E por que razão isso acontece? De onde vem esse sentimento tão forte de abandono, de ter sido preterido, de ter sido esquecido, de ter sido deixado de lado? Infelizmente, isso não é uma fantasia da criança, não é uma invenção da sua cabeça. É real.
Alguns pais, tanto faz se homens ou mulheres, ficam tão deslumbrados com sua nova condição de solteiros que, de fato, acabam se esquecendo dos filhos e de que seus compromissos para com eles, são para a vida toda. É possível divorciar-se do cônjuge, mas não dos filhos. Todavia, nem todos os pais pensam assim. Então, um sofrimento enorme que poderia ser evitado, é causado pelo comportamento inadequado dos próprios pais.

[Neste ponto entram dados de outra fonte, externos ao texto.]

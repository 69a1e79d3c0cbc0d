//! Shared test harness for Fleet integration tests.
//!
//! Provides [`TestFleet`]: a running [`Dispatcher`] over a set of
//! [`RecordingWorker`]s that remember which tasks they processed, so tests
//! can check end-to-end routing against ring ownership.

use std::collections::{BTreeMap, HashMap};
use std::sync::atomic::{AtomicBool, AtomicUsize, Ordering};
use std::sync::{Arc, Mutex};
use std::time::Duration;

use async_trait::async_trait;
use fleet_router::{Dispatcher, ProcessError, Stats, Worker};
use fleet_types::{RouterConfig, Task, TaskId, WorkerId};
use tracing::debug;

/// How long [`TestFleet::wait_for`] waits before failing the test.
const WAIT_TIMEOUT: Duration = Duration::from_secs(5);

/// Install a test-friendly subscriber. Safe to call from every test.
pub fn init_tracing() {
    let _ = tracing_subscriber::fmt()
        .with_env_filter(tracing_subscriber::EnvFilter::from_default_env())
        .with_test_writer()
        .try_init();
}

/// `"{prefix}-{i}"` for every `i` in `range`.
pub fn task_ids(prefix: &str, range: std::ops::Range<usize>) -> Vec<String> {
    range.map(|i| format!("{prefix}-{i}")).collect()
}

// =========================================================================
// Recording worker
// =========================================================================

/// Worker that records every task it completes, and how many `process`
/// calls ever ran on it at once.
pub struct RecordingWorker {
    id: WorkerId,
    processing_time: Duration,
    healthy: AtomicBool,
    seen: Mutex<Vec<TaskId>>,
    running: AtomicUsize,
    peak_running: AtomicUsize,
}

impl RecordingWorker {
    pub fn new(id: &str, processing_time: Duration) -> Arc<Self> {
        Arc::new(Self {
            id: WorkerId::from(id),
            processing_time,
            healthy: AtomicBool::new(true),
            seen: Mutex::new(Vec::new()),
            running: AtomicUsize::new(0),
            peak_running: AtomicUsize::new(0),
        })
    }

    pub fn set_healthy(&self, healthy: bool) {
        self.healthy.store(healthy, Ordering::SeqCst);
    }

    /// Task IDs processed so far, in completion order.
    pub fn seen(&self) -> Vec<TaskId> {
        self.seen.lock().unwrap().clone()
    }

    /// Highest number of overlapping `process` calls observed.
    pub fn peak_running(&self) -> usize {
        self.peak_running.load(Ordering::SeqCst)
    }
}

#[async_trait]
impl Worker for RecordingWorker {
    fn id(&self) -> &WorkerId {
        &self.id
    }

    async fn process(&self, task: &Task) -> Result<(), ProcessError> {
        if !self.is_healthy() {
            return Err(ProcessError::Unhealthy {
                worker_id: self.id.clone(),
            });
        }
        let running = self.running.fetch_add(1, Ordering::SeqCst) + 1;
        self.peak_running.fetch_max(running, Ordering::SeqCst);
        if !self.processing_time.is_zero() {
            tokio::time::sleep(self.processing_time).await;
        }
        self.running.fetch_sub(1, Ordering::SeqCst);
        debug!(worker_id = %self.id, task_id = %task.id, "recorded task");
        self.seen.lock().unwrap().push(task.id.clone());
        Ok(())
    }

    fn is_healthy(&self) -> bool {
        self.healthy.load(Ordering::SeqCst)
    }

    fn load(&self) -> f64 {
        self.processing_time.as_secs_f64()
    }

    fn processed_count(&self) -> u64 {
        self.seen.lock().unwrap().len() as u64
    }
}

// =========================================================================
// TestFleet
// =========================================================================

/// A started dispatcher plus handles to its workers.
pub struct TestFleet {
    pub dispatcher: Arc<Dispatcher>,
    workers: BTreeMap<String, Arc<RecordingWorker>>,
}

impl TestFleet {
    /// `worker-1` .. `worker-n`, each taking `processing_time` per task.
    pub async fn new(n: usize, processing_time: Duration, config: RouterConfig) -> Self {
        let ids: Vec<String> = (1..=n).map(|i| format!("worker-{i}")).collect();
        let specs: Vec<(&str, Duration)> =
            ids.iter().map(|id| (id.as_str(), processing_time)).collect();
        Self::with_workers(&specs, config).await
    }

    /// Build a fleet from explicit `(id, processing_time)` pairs and start it.
    pub async fn with_workers(specs: &[(&str, Duration)], config: RouterConfig) -> Self {
        init_tracing();
        let mut fleet = Self {
            dispatcher: Arc::new(Dispatcher::new(config)),
            workers: BTreeMap::new(),
        };
        for (id, processing_time) in specs {
            fleet.add(id, *processing_time).await;
        }
        fleet.dispatcher.start().unwrap();
        fleet
    }

    pub fn worker(&self, id: &str) -> &Arc<RecordingWorker> {
        self.workers
            .get(id)
            .unwrap_or_else(|| panic!("unknown worker {id}"))
    }

    pub async fn add(&mut self, id: &str, processing_time: Duration) -> Arc<RecordingWorker> {
        let worker = RecordingWorker::new(id, processing_time);
        self.dispatcher.add_worker(worker.clone()).await;
        self.workers.insert(id.to_string(), worker.clone());
        worker
    }

    pub async fn remove(&mut self, id: &str) -> bool {
        self.workers.remove(id);
        self.dispatcher.remove_worker(id).await
    }

    /// Submit every ID, returning how many were accepted.
    pub fn submit_all(&self, ids: &[String]) -> usize {
        ids.iter()
            .filter(|id| self.dispatcher.submit(Task::new(id.as_str(), "x")).is_ok())
            .count()
    }

    /// Current owner of each ID on the ring.
    pub async fn owners(&self, ids: &[String]) -> HashMap<String, String> {
        let mut owners = HashMap::new();
        for id in ids {
            let handle = self.dispatcher.ring().lookup(id).await.unwrap();
            owners.insert(id.clone(), handle.id().to_string());
        }
        owners
    }

    /// Which worker processed each task, across all current workers.
    pub fn processed_by(&self) -> HashMap<String, String> {
        let mut by = HashMap::new();
        for (worker_id, worker) in &self.workers {
            for task_id in worker.seen() {
                by.insert(task_id.to_string(), worker_id.clone());
            }
        }
        by
    }

    /// Poll stats until `cond` holds, failing the test after a timeout.
    pub async fn wait_for(&self, cond: impl Fn(&Stats) -> bool) -> Stats {
        let deadline = tokio::time::Instant::now() + WAIT_TIMEOUT;
        loop {
            let stats = self.dispatcher.stats().await;
            if cond(&stats) {
                return stats;
            }
            assert!(
                tokio::time::Instant::now() < deadline,
                "timed out waiting for fleet: {stats:?}"
            );
            tokio::time::sleep(Duration::from_millis(5)).await;
        }
    }

    /// Wait until every submitted task has been routed and finished.
    pub async fn settle(&self) -> Stats {
        let dispatcher = self.dispatcher.clone();
        self.wait_for(move |s| {
            let d = &s.dispatch;
            dispatcher.queue_len() == 0
                && d.resolved() == d.submitted
                && d.completed + d.failed == d.dispatched
        })
        .await
    }

    /// Wait until the dispatch loop has taken every task off the queue.
    pub async fn drain_queue(&self) {
        let dispatcher = self.dispatcher.clone();
        self.wait_for(move |_| dispatcher.queue_len() == 0).await;
    }

    pub async fn stop(&self) {
        self.dispatcher.stop().await;
    }
}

Os principais fatores que costumam separar pais e filhos são:
– Envolvimento num num novo relacionamento amoroso
– Desemprego e falta de dinheiro
– Estar mal acomodado, não tendo um lugar adequado para receber os filhos
– Porque nunca teve muito jeito para lidar com crianças e adolescentes
– Grande envolvimento com o trabalho
– Constituição de uma nova família
Ou porque simplesmente usa os filhos como arma e munição para ferir ou provocar o outro, a verdade é que os filhos acabam pagando um preço muito alto pela separação dos pais. Tudo isso parecem justificativas para se esquecer do filho.
Quando nada justifica um abandono, nem o novo amor, nem o desemprego, nem a falta de dinheiro, nem a falta de lugar para ir, nem a namorada que não gosta das crianças, nada disso justifica que pais deixem seus filhos em segundo plano, ou que se sirvam deles como artilharia pesada para ferir o outro cônjuge.
É certo que não existem fórmulas prontas de felicidade. Assim como é certo que crianças e adolescentes não precisam de muito para serem felizes. Basta um pouco de sinceridade, de transparência nas relações e, principalmente, de coerência nas atitudes. Nada pode ser mais ultrajante e aviltante para um filho do que aquele velho e desgastado discurso ao telefone, uma vez por semana, do "Papai te ama tanto, mas está trabalhando muito, não vai poder vê-lo este final de semana".
Não tente levar a criança 'no bico'
Uma vez uma menina de oito anos que atendia na clínica me repetiu esse discurso, dito pelo pai ao telefone, e depois me perguntou: "Cy, será que ele pensa que sou burra?"
Não. Nossas crianças não são nada burras, nem sequer tolas. Elas percebem tudo, captam tudo, compreendem tudo. O que é dito e o que não é dito também. Do discurso e do gestual do adulto, nada lhe escapa. Portanto, tentar levar uma criança no bico, é a maior tolice e tempo perdido. Antes mesmo de pronunciarmos nossa primeira frase, ela captou a mensagem subliminar.
Por isso, se não é possível evitar a dor da separação, é bastante factível amenizá-la. Não com presentes e quinquilharias, como alguns pais e mães separados adoram fazer, na tentativa vã de comprar indulgências e diminuir sua própria culpa, mas dando-lhes honestidade, franqueza, relações abertas e arejadas, onde haja espaço para o diálogo e para a dor, de ambas as partes. Onde pais e filhos possam falar de saudades mútuas, de planos para o futuro e dos desenganos do passado.
É assim que se constróem relacionamentos verdadeiros, sejam de pais divorciados, ou de quem nunca chegou a pensar numa coisa dessas.